Athos remonta précipitamment pour cacher son émotion, donna une pièce d'or au gardien des tombeaux, s'inclina devant l'autel et gagna à grands pas le porche de l'église, au bas duquel Olivain attendait avec les deux autres chevaux.

— Olivain, dit-il en montrant le baudrier de Raoul, resserrez la boucle de cette épée qui tombe un peu bas. Bien. Maintenant, vous accompagnerez M. le vicomte jusqu'à ce que Grimaud vous ait rejoints; lui venu, vous quitterez le vicomte. Vous entendez, Raoul? Grimaud est un vieux serviteur plein de courage et de prudence, Grimaud vous suivra.

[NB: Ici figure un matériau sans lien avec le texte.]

//! Parsed options and invocations.
//!
//! [`ParsedOptions`] is what a filter sees of its command line: one value per
//! declared option, keyed by `dest`. Typed getters turn a missing or
//! mistyped option into a [`FilterError`] naming the filter.

use crate::core::error::{FilterError, FilterResult};
use crate::core::filter::{Filter, FilterMetadata};
use crate::core::types::{Value, ValueType};
use indexmap::IndexMap;

/// Option values produced by parsing a filter's command line.
#[derive(Debug, Clone, PartialEq)]
pub struct ParsedOptions {
    /// Name of the filter the options belong to.
    filter: String,
    /// Values in option declaration order.
    values: IndexMap<String, Value>,
}

impl ParsedOptions {
    /// Create an empty option set for a filter.
    pub fn new(filter: impl Into<String>) -> Self {
        Self {
            filter: filter.into(),
            values: IndexMap::new(),
        }
    }

    /// Create an option set holding every declared option's default.
    pub fn with_defaults(metadata: &FilterMetadata) -> Self {
        let mut options = Self::new(metadata.name.clone());
        for option in &metadata.options {
            options.insert(option.dest.clone(), option.default_value.clone());
        }
        options
    }

    /// Name of the filter these options belong to.
    pub fn filter(&self) -> &str {
        &self.filter
    }

    /// Set an option value.
    pub fn insert(&mut self, dest: impl Into<String>, value: Value) {
        self.values.insert(dest.into(), value);
    }

    /// Get all values.
    pub fn values(&self) -> &IndexMap<String, Value> {
        &self.values
    }

    /// Number of options.
    pub fn len(&self) -> usize {
        self.values.len()
    }

    /// Check if there are no options.
    pub fn is_empty(&self) -> bool {
        self.values.is_empty()
    }

    /// Check if an option was given or has a default.
    pub fn is_set(&self, dest: &str) -> bool {
        self.values.get(dest).is_some_and(|v| !v.is_none())
    }

    // ========================================================================
    // Getters
    // ========================================================================

    /// Get an option value by name. `Value::None` counts as missing.
    pub fn get(&self, dest: &str) -> FilterResult<&Value> {
        match self.values.get(dest) {
            Some(value) if !value.is_none() => Ok(value),
            _ => Err(FilterError::MissingOption {
                filter: self.filter.clone(),
                option: dest.to_string(),
            }),
        }
    }

    /// Get an option value if it is set.
    pub fn get_opt(&self, dest: &str) -> Option<&Value> {
        self.values.get(dest).filter(|v| !v.is_none())
    }

    /// Get an option as an integer.
    pub fn get_integer(&self, dest: &str) -> FilterResult<i64> {
        let value = self.get(dest)?;
        value
            .as_integer()
            .ok_or_else(|| self.mismatch(dest, ValueType::Integer, value))
    }

    /// Get an option as a float.
    pub fn get_float(&self, dest: &str) -> FilterResult<f64> {
        let value = self.get(dest)?;
        value
            .as_float()
            .ok_or_else(|| self.mismatch(dest, ValueType::Float, value))
    }

    /// Get an option as a string.
    pub fn get_string(&self, dest: &str) -> FilterResult<&str> {
        let value = self.get(dest)?;
        value
            .as_string()
            .ok_or_else(|| self.mismatch(dest, ValueType::String, value))
    }

    /// Get an option as a boolean.
    pub fn get_bool(&self, dest: &str) -> FilterResult<bool> {
        let value = self.get(dest)?;
        value
            .as_bool()
            .ok_or_else(|| self.mismatch(dest, ValueType::Boolean, value))
    }

    /// Get an optional integer: `Ok(None)` when unset.
    pub fn get_integer_opt(&self, dest: &str) -> FilterResult<Option<i64>> {
        if self.is_set(dest) {
            self.get_integer(dest).map(Some)
        } else {
            Ok(None)
        }
    }

    fn mismatch(&self, dest: &str, expected: ValueType, got: &Value) -> FilterError {
        FilterError::TypeMismatch {
            filter: self.filter.clone(),
            option: dest.to_string(),
            expected,
            got: got.kind().to_string(),
        }
    }
}

/// A fully parsed filter invocation, ready to run.
#[derive(Debug, Clone, PartialEq)]
pub struct Invocation {
    /// Parsed option values
    pub options: ParsedOptions,
    /// Positional values, exactly as many as the filter declares
    pub arguments: Vec<String>,
}

impl Invocation {
    /// Call the filter's entry point with this invocation.
    pub fn invoke(&self, filter: &dyn Filter) -> FilterResult<()> {
        filter.run(&self.options, &self.arguments)
    }
}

— Oui, monsieur, dit Raoul.

— Allons, à cheval, que je vous voie partir.

Raoul obéit.

— Adieu! Raoul, dit le comte, adieu, mon cher enfant.

— Adieu, monsieur, dit Raoul, adieu, mon bien-aimé protecteur!

Athos fit signe de la main, car il n'osait parler, et Raoul s'éloigna, la tête découverte.